GERALD RAINS, APPELLANT,

v.

CLARENCE SCHUTTE, APPELLEE.



Appeal from the Circuit Court of Crawford County; the Hon. RANDALL S. QUINDRY, Judge, presiding. Judgment reversed and remanded.

WRIGHT, JUSTICE.

Rehearing denied November 23, 1964.

This is an action for personal injuries by the plaintiff, Gerald Rains, based upon alleged negligence of the defendant, Clarence Schutte. The cause was tried in the Circuit Court of Crawford County before a jury and resulted in a verdict in favor of the defendant. Plaintiff's post-trial motion was denied and judgment entered on the verdict in favor of defendant.

It is the theory of the plaintiff that he was denied proper challenges for cause and a proper voir dire examination of prospective jurors. Plaintiff contends that as a result of the failure of the trial court to allow challenges for cause or a proper voir dire examination, he was deprived of a fair trial and that the judgment of the trial court should be reversed and the cause remanded for a new trial.

The defendant was insured for the alleged negligence in issue with the Country Mutual Insurance Company.

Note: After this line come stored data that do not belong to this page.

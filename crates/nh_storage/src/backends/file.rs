use nh_core::{Error, Result};
use std::collections::BTreeMap;
use std::fs;
use std::path::{Path, PathBuf};
use std::sync::{Mutex, PoisonError};
use tracing::debug;

use crate::KeyValueStore;

/// Key-value map persisted as a single JSON object, written through on every `set`.
#[derive(Debug)]
pub struct FileStore {
    path: PathBuf,
    entries: Mutex<BTreeMap<String, String>>,
}

impl FileStore {
    pub fn open(path: &Path) -> Result<Self> {
        // Ensure parent directory exists
        if let Some(parent) = path.parent().filter(|p| !p.as_os_str().is_empty()) {
            fs::create_dir_all(parent).map_err(|e| {
                Error::StorageUnavailable(format!(
                    "Failed to create directory {}: {}",
                    parent.display(),
                    e
                ))
            })?;
        }

        let entries: BTreeMap<String, String> = if path.exists() {
            let raw = fs::read_to_string(path).map_err(|e| {
                Error::StorageUnavailable(format!("Failed to read {}: {}", path.display(), e))
            })?;
            if raw.trim().is_empty() {
                BTreeMap::new()
            } else {
                serde_json::from_str(&raw)?
            }
        } else {
            BTreeMap::new()
        };

        debug!("Opened preference file {} with {} entries", path.display(), entries.len());

        Ok(Self {
            path: path.to_path_buf(),
            entries: Mutex::new(entries),
        })
    }

    pub fn path(&self) -> &Path {
        &self.path
    }

    fn flush(&self, entries: &BTreeMap<String, String>) -> Result<()> {
        let serialized = serde_json::to_string_pretty(entries)?;
        let tmp = self.path.with_extension("tmp");
        fs::write(&tmp, serialized)
            .and_then(|_| fs::rename(&tmp, &self.path))
            .map_err(|e| {
                Error::StorageUnavailable(format!("Failed to write {}: {}", self.path.display(), e))
            })
    }
}

impl KeyValueStore for FileStore {
    fn get(&self, key: &str) -> Result<Option<String>> {
        let entries = self.entries.lock().unwrap_or_else(PoisonError::into_inner);
        Ok(entries.get(key).cloned())
    }

    fn set(&self, key: &str, value: &str) -> Result<()> {
        let mut entries = self.entries.lock().unwrap_or_else(PoisonError::into_inner);
        entries.insert(key.to_string(), value.to_string());
        self.flush(&entries)
    }
}
use nh_core::{NavigationEvent, Navigator};
use std::sync::{Mutex, MutexGuard, PoisonError};
use tokio::sync::broadcast;
use tracing::debug;

const EVENT_CAPACITY: usize = 64;

#[derive(Debug)]
struct History {
    entries: Vec<String>,
    index: usize,
}

/// Browser-style history stack. Every move, including `back` and `forward`,
/// ends with a `NavigationCompleted` event.
#[derive(Debug)]
pub struct HistoryRouter {
    history: Mutex<History>,
    events: broadcast::Sender<NavigationEvent>,
}

impl HistoryRouter {
    pub fn new(initial_path: &str) -> Self {
        let (events, _) = broadcast::channel(EVENT_CAPACITY);
        Self {
            history: Mutex::new(History {
                entries: vec![initial_path.to_string()],
                index: 0,
            }),
            events,
        }
    }

    /// Returns false when there is no earlier entry.
    pub fn back(&self) -> bool {
        let path = {
            let mut history = self.lock();
            if history.index == 0 {
                return false;
            }
            history.index -= 1;
            history.entries[history.index].clone()
        };
        self.complete(path);
        true
    }

    pub fn forward(&self) -> bool {
        let path = {
            let mut history = self.lock();
            if history.index + 1 >= history.entries.len() {
                return false;
            }
            history.index += 1;
            history.entries[history.index].clone()
        };
        self.complete(path);
        true
    }

    pub fn entries(&self) -> Vec<String> {
        self.lock().entries.clone()
    }

    fn complete(&self, path: String) {
        debug!("Navigation completed: {}", path);
        // No subscribers is fine
        let _ = self.events.send(NavigationEvent::NavigationCompleted { path });
    }

    fn lock(&self) -> MutexGuard<'_, History> {
        self.history.lock().unwrap_or_else(PoisonError::into_inner)
    }
}

impl Navigator for HistoryRouter {
    fn current_path(&self) -> String {
        let history = self.lock();
        history.entries[history.index].clone()
    }

    fn navigate_to(&self, path: &str) {
        {
            let mut history = self.lock();
            let next = history.index + 1;
            history.entries.truncate(next);
            history.entries.push(path.to_string());
            history.index = next;
        }
        self.complete(path.to_string());
    }

    fn subscribe(&self) -> broadcast::Receiver<NavigationEvent> {
        self.events.subscribe()
    }
}

#[cfg(test)]
mod tests {
    use super::*;

    #[test]
    fn test_back_and_forward() {
        let router = HistoryRouter::new("/home");
        router.navigate_to("/news/a");
        router.navigate_to("/news/b");

        assert!(router.back());
        assert_eq!(router.current_path(), "/news/a");
        assert!(router.back());
        assert!(!router.back());
        assert_eq!(router.current_path(), "/home");

        assert!(router.forward());
        assert_eq!(router.current_path(), "/news/a");
    }

    #[test]
    fn test_navigate_drops_forward_entries() {
        let router = HistoryRouter::new("/home");
        router.navigate_to("/news/a");
        router.back();
        router.navigate_to("/news/c");

        assert_eq!(router.entries(), vec!["/home", "/news/c"]);
        assert!(!router.forward());
    }

    #[test]
    fn test_emits_completion_events() {
        let router = HistoryRouter::new("/");
        let mut events = router.subscribe();

        router.navigate_to("/home");
        router.back();

        assert_eq!(events.try_recv().unwrap().path(), "/home");
        assert_eq!(events.try_recv().unwrap().path(), "/");
        assert!(events.try_recv().is_err());
    }
}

Prior to the trial of the cause, counsel for the plaintiff requested counsel for the defendant to disclose the names, if any, of the prospective jurors on the jury venire who were policyholders in the Country Mutual Insurance Company. Pursuant to this request, counsel for the defendant disclosed that seventeen members of the jury venire were insured with the Country Mutual Insurance Company.

Plaintiff then filed a motion concerning these jurors wherein he moved the court for the following relief: "Plaintiff therefore moves that all Country Mutual insureds be dismissed for cause without any interrogation by the Court or counsel before any jurors are selected or sworn so that there will be no knowledge to any jurors of the reasons for the dismissal and so that it will not be necessary that any inquiry be made or unusual circumstances presented so as to cause speculation or conjecture among the jurors as to the reason for the dismissal of the Country Mutual insureds." In the alternative, plaintiff moved as follows: "If the Court should determine to deny Plaintiff's motion to dismiss Country Mutual insureds as jurors interested in the outcome of the litigation, that Plaintiff be granted leave to inquire of the jurors concerning their relationship with Country Mutual Insurance Company and the effect such relationship will have upon any verdict they should determine to return."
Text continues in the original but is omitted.